But I do understand. On one hand though, it can go both ways. I'm not sure if I feel only bad about that particular metric. I can imagine that it's a valuable measuring stick, if you will, because you might argue, "Well, you know, finding good workforce is very difficult to do. So if we can save time—let's say we can save up ten people's time—that means that we suddenly have ten people's time available to do other things and to invest in other things."
It doesn't necessarily mean that we are running this project to get ten people back does not necessarily mean automatically that these people are losing their jobs, right? So I think it might make sense because that seems to be something that is a metric that resonates with people in these positions.
[13:16] It could be a good intention, but it might have a bad outcome.
[13:20] Fair, you got me there.
[13:24] Just to shift direction, one other thing that popped into my mind: how can you do this differently? Well, I'm thinking, you know, if it's flawed to try to think about the cost-benefit analysis for a long period of time, I like your idea of shorter times with sooner feedback in smaller amounts. And instead of doing, say, cost accounting where we're looking at the total cost and the total revenue to calculate our return on investment, we could move to something more like throughput accounting where we're attaching a finance to a small piece of throughput, and we're measuring that in much shorter cycles more frequently. And then we can steer more effectively. So if we're going down a road that's maybe not as beneficial, we can detect that sooner and we can place our money in a better way.

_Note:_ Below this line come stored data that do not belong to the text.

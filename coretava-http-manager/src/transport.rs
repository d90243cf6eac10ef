use crate::{HttpError, HttpMethod, HttpResponse};
use std::future::Future;
use std::pin::Pin;
use std::time::Duration;

/// A request with its continuation stripped off.
#[derive(Clone, Debug, PartialEq, Eq)]
pub struct HttpCall {
    pub method: HttpMethod,
    pub url: String,
    pub headers: Vec<(String, String)>,
    pub body: Option<Vec<u8>>,
}

pub type HttpFuture = Pin<Box<dyn Future<Output = Result<HttpResponse, HttpError>> + Send + 'static>>;

/// Executes one call. Non-2xx statuses are responses, not errors.
pub trait HttpTransport: Send + Sync + 'static {
    fn execute(&self, call: HttpCall) -> HttpFuture;
}

#[derive(Clone, Debug)]
pub struct ReqwestTransport {
    client: reqwest::Client,
}

impl ReqwestTransport {
    pub fn new(timeout: Duration) -> Result<Self, HttpError> {
        let client = reqwest::Client::builder()
            .timeout(timeout)
            .gzip(true)
            .build()
            .map_err(|e| HttpError::new(format!("failed to build http client: {e}")))?;
        Ok(Self { client })
    }
}

impl HttpTransport for ReqwestTransport {
    fn execute(&self, call: HttpCall) -> HttpFuture {
        let client = self.client.clone();
        Box::pin(async move {
            let method = match call.method {
                HttpMethod::Get => reqwest::Method::GET,
                HttpMethod::Post => reqwest::Method::POST,
            };
            let mut req = client.request(method, &call.url);
            for (name, value) in &call.headers {
                req = req.header(name.as_str(), value.as_str());
            }
            if let Some(body) = call.body {
                req = req.body(body);
            }

            let resp = req.send().await.map_err(|e| HttpError::new(e.to_string()))?;
            let status = resp.status().as_u16();
            let headers = resp
                .headers()
                .iter()
                .map(|(k, v)| (k.to_string(), v.to_str().unwrap_or_default().to_string()))
                .collect();
            let body = resp
                .bytes()
                .await
                .map_err(|e| HttpError::new(format!("failed to read body: {e}")))?
                .to_vec();
            Ok(HttpResponse {
                status,
                headers,
                body,
            })
        })
    }
}
//! Read-or-create of the opaque customer id.

use crate::{IdentityConfig, IdentityError};
use chrono::{DateTime, Months, Utc};
use serde::{Deserialize, Serialize};
use std::collections::HashMap;
use std::path::PathBuf;

#[derive(Clone, Debug, PartialEq, Serialize, Deserialize)]
pub struct Cookie {
    pub name: String,
    pub value: String,
    pub expires: DateTime<Utc>,
}

impl Cookie {
    pub fn is_live(&self, now: DateTime<Utc>) -> bool {
        self.expires > now && !self.value.trim().is_empty()
    }
}

/// Where the customer id is persisted between sessions.
pub trait CookieStore {
    fn get(&self, name: &str) -> Result<Option<Cookie>, IdentityError>;
    fn set(&mut self, cookie: Cookie) -> Result<(), IdentityError>;
}

#[derive(Debug, Default)]
pub struct MemoryCookieStore {
    cookies: HashMap<String, Cookie>,
}

impl MemoryCookieStore {
    pub fn new() -> Self {
        Self::default()
    }
}

impl CookieStore for MemoryCookieStore {
    fn get(&self, name: &str) -> Result<Option<Cookie>, IdentityError> {
        Ok(self.cookies.get(name).cloned())
    }

    fn set(&mut self, cookie: Cookie) -> Result<(), IdentityError> {
        self.cookies.insert(cookie.name.clone(), cookie);
        Ok(())
    }
}

/// Cookie jar kept as a JSON object on disk, keyed by cookie name.
#[derive(Debug, Clone)]
pub struct FileCookieStore {
    path: PathBuf,
}

impl FileCookieStore {
    pub fn new(path: impl Into<PathBuf>) -> Self {
        Self { path: path.into() }
    }

    fn read_all(&self) -> Result<HashMap<String, Cookie>, IdentityError> {
        match std::fs::read_to_string(&self.path) {
            Ok(content) if content.trim().is_empty() => Ok(HashMap::new()),
            Ok(content) => Ok(serde_json::from_str(&content)?),
            Err(e) if e.kind() == std::io::ErrorKind::NotFound => Ok(HashMap::new()),
            Err(source) => Err(IdentityError::Io {
                path: self.path.clone(),
                source,
            }),
        }
    }
}

impl CookieStore for FileCookieStore {
    fn get(&self, name: &str) -> Result<Option<Cookie>, IdentityError> {
        Ok(self.read_all()?.remove(name))
    }

    fn set(&mut self, cookie: Cookie) -> Result<(), IdentityError> {
        let mut cookies = self.read_all()?;
        cookies.insert(cookie.name.clone(), cookie);
        let content = serde_json::to_string_pretty(&cookies)?;
        std::fs::write(&self.path, content).map_err(|source| IdentityError::Io {
            path: self.path.clone(),
            source,
        })
    }
}

/// Hands out the stable customer id, minting one on first visit.
#[derive(Debug, Clone)]
pub struct CustomerIdManager {
    cookie_name: String,
    lifetime_years: u32,
}

impl CustomerIdManager {
    pub fn new(config: &IdentityConfig) -> Self {
        Self {
            cookie_name: config.cookie_name.clone(),
            lifetime_years: config.lifetime_years,
        }
    }

    pub fn customer_id(
        &self,
        store: &mut impl CookieStore,
        now: DateTime<Utc>,
    ) -> Result<String, IdentityError> {
        if let Some(cookie) = store.get(&self.cookie_name)? {
            if cookie.is_live(now) {
                return Ok(cookie.value);
            }
            tracing::debug!(cookie = %self.cookie_name, "customer id cookie expired");
        }

        let value = uuid::Uuid::new_v4().to_string();
        let expires = now
            .checked_add_months(Months::new(self.lifetime_years.saturating_mul(12)))
            .unwrap_or(DateTime::<Utc>::MAX_UTC);
        store.set(Cookie {
            name: self.cookie_name.clone(),
            value: value.clone(),
            expires,
        })?;
        tracing::info!(cookie = %self.cookie_name, %expires, "minted customer id");
        Ok(value)
    }
}
//! Campaign notification payloads returned by the placement endpoint.
//!
//! The API is loose about which fields it fills in, so every field decodes
//! leniently: missing and `null` both become `None` or empty.

use crate::CoretavaError;
use serde::{Deserialize, Deserializer, Serialize};
use std::collections::BTreeMap;

fn nullable<'de, D, T>(deserializer: D) -> Result<T, D::Error>
where
    D: Deserializer<'de>,
    T: Default + Deserialize<'de>,
{
    Ok(Option::<T>::deserialize(deserializer)?.unwrap_or_default())
}

#[derive(Debug, Clone, Default, PartialEq, Serialize, Deserialize)]
#[serde(rename_all = "camelCase", default)]
pub struct CampaignNotification {
    pub id: Option<String>,
    pub app: Option<String>,
    pub campaign: Option<String>,
    pub date: Option<String>,
    pub communication_type: Option<String>,
    /// Localized campaign name, keyed by locale.
    #[serde(deserialize_with = "nullable")]
    pub name: BTreeMap<String, String>,
    pub message_type: Option<String>,
    pub booster_type: Option<String>,
    #[serde(deserialize_with = "nullable")]
    pub text: BTreeMap<String, String>,
    pub banner: Option<BannerAssets>,
}

#[derive(Debug, Clone, Default, PartialEq, Serialize, Deserialize)]
#[serde(rename_all = "camelCase", default)]
pub struct BannerAssets {
    pub image: Option<String>,
    pub placement: Option<String>,
    #[serde(deserialize_with = "nullable")]
    pub mobile_images: Vec<String>,
    #[serde(deserialize_with = "nullable")]
    pub web_images: Vec<String>,
}

#[derive(Debug, Clone, Default, PartialEq, Serialize, Deserialize)]
#[serde(rename_all = "camelCase", default)]
pub struct CampaignUser {
    pub id: Option<String>,
    pub app: Option<String>,
    pub campaign: Option<String>,
    pub user: Option<String>,
    pub discount: Option<Discount>,
    pub url: Option<String>,
    pub product_url: Option<String>,
    pub status: Option<String>,
    pub spin: Option<Spin>,
    pub wheel_option: Option<String>,
    #[serde(deserialize_with = "nullable")]
    pub banners: Vec<BannerState>,
}

#[derive(Debug, Clone, Default, PartialEq, Serialize, Deserialize)]
#[serde(rename_all = "camelCase", default)]
pub struct Discount {
    pub id: Option<String>,
    pub code: Option<String>,
}

#[derive(Debug, Clone, Default, PartialEq, Serialize, Deserialize)]
#[serde(rename_all = "camelCase", default)]
pub struct Spin {
    pub spin_value: Option<f64>,
    pub wheel_option: Option<String>,
}

#[derive(Debug, Clone, Default, PartialEq, Serialize, Deserialize)]
#[serde(rename_all = "camelCase", default)]
pub struct BannerState {
    pub id: Option<String>,
    pub active: bool,
}

/// Raw body of `GET /v2/ecommerce/campaign-notification/placement/{id}`.
#[derive(Debug, Clone, Default, PartialEq, Serialize, Deserialize)]
#[serde(rename_all = "camelCase", default)]
pub struct CampaignApiResponse {
    pub campaign_notification: Option<CampaignNotification>,
    pub campaign_user: Option<CampaignUser>,
}

impl CampaignApiResponse {
    /// A usable campaign needs both halves; anything less is "no data".
    pub fn into_campaign(self) -> Result<Campaign, CoretavaError> {
        match (self.campaign_notification, self.campaign_user) {
            (Some(notification), Some(user)) => Ok(Campaign { notification, user }),
            (None, _) => Err(CoretavaError::unavailable("campaignNotification missing")),
            (_, None) => Err(CoretavaError::unavailable("campaignUser missing")),
        }
    }
}

/// Campaign data a banner can be rendered and tracked from.
#[derive(Debug, Clone, PartialEq)]
pub struct Campaign {
    pub notification: CampaignNotification,
    pub user: CampaignUser,
}

fn non_empty(value: Option<&String>) -> Option<&str> {
    value.map(|s| s.trim()).filter(|s| !s.is_empty())
}

impl Campaign {
    /// First active banner assigned to the user, else the notification id.
    pub fn banner_id(&self) -> Option<&str> {
        self.user
            .banners
            .iter()
            .filter(|b| b.active)
            .find_map(|b| non_empty(b.id.as_ref()))
            .or_else(|| non_empty(self.notification.id.as_ref()))
    }

    pub fn campaign_id(&self) -> Option<&str> {
        non_empty(self.notification.campaign.as_ref())
            .or_else(|| non_empty(self.user.campaign.as_ref()))
    }

    pub fn user_id(&self) -> Option<&str> {
        non_empty(self.user.user.as_ref())
    }

    /// Slides for the banner: the main image then the web images, falling
    /// back to the mobile images only when there is nothing else.
    pub fn banner_images(&self) -> Vec<String> {
        let Some(banner) = &self.notification.banner else {
            return Vec::new();
        };
        let mut images: Vec<String> = non_empty(banner.image.as_ref())
            .map(str::to_string)
            .into_iter()
            .collect();
        images.extend(banner.web_images.iter().cloned());
        if images.is_empty() {
            images.extend(banner.mobile_images.iter().cloned());
        }
        images
    }

    /// Where a click on the banner leads. Bare hosts get an `https://` scheme.
    pub fn click_url(&self) -> Option<String> {
        let url = non_empty(self.user.product_url.as_ref())?;
        if url.starts_with("http") {
            Some(url.to_string())
        } else {
            Some(format!("https://{url}"))
        }
    }
}

/// Body of `GET /v2/ecommerce/campaigns/campaign-products/{campaignId}`.
#[derive(Debug, Clone, Default, PartialEq, Serialize, Deserialize)]
#[serde(default)]
pub struct CampaignProducts {
    #[serde(deserialize_with = "nullable")]
    pub ids: Vec<String>,
}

[14:13] Yeah, and that would mean that the business cases that were generated based on nonsensical data would very quickly fall through, right? And you would very quickly see like, "OK, hang on, this wasn't entirely what was in the business case. So maybe we need to revise this."
[14:31] OK, so that's kind of a good way to end this, I think. So that's it for today. I hope you enjoyed the conversation. I certainly did. If you have a situation at work—in the past or right now—that you feel has unintended bad outcomes, just let us know and we might discuss it in one of our next sessions.
[14:50] Thank you, Wayne.
[14:51] Thanks, Gino.
[14:53] Bye-bye.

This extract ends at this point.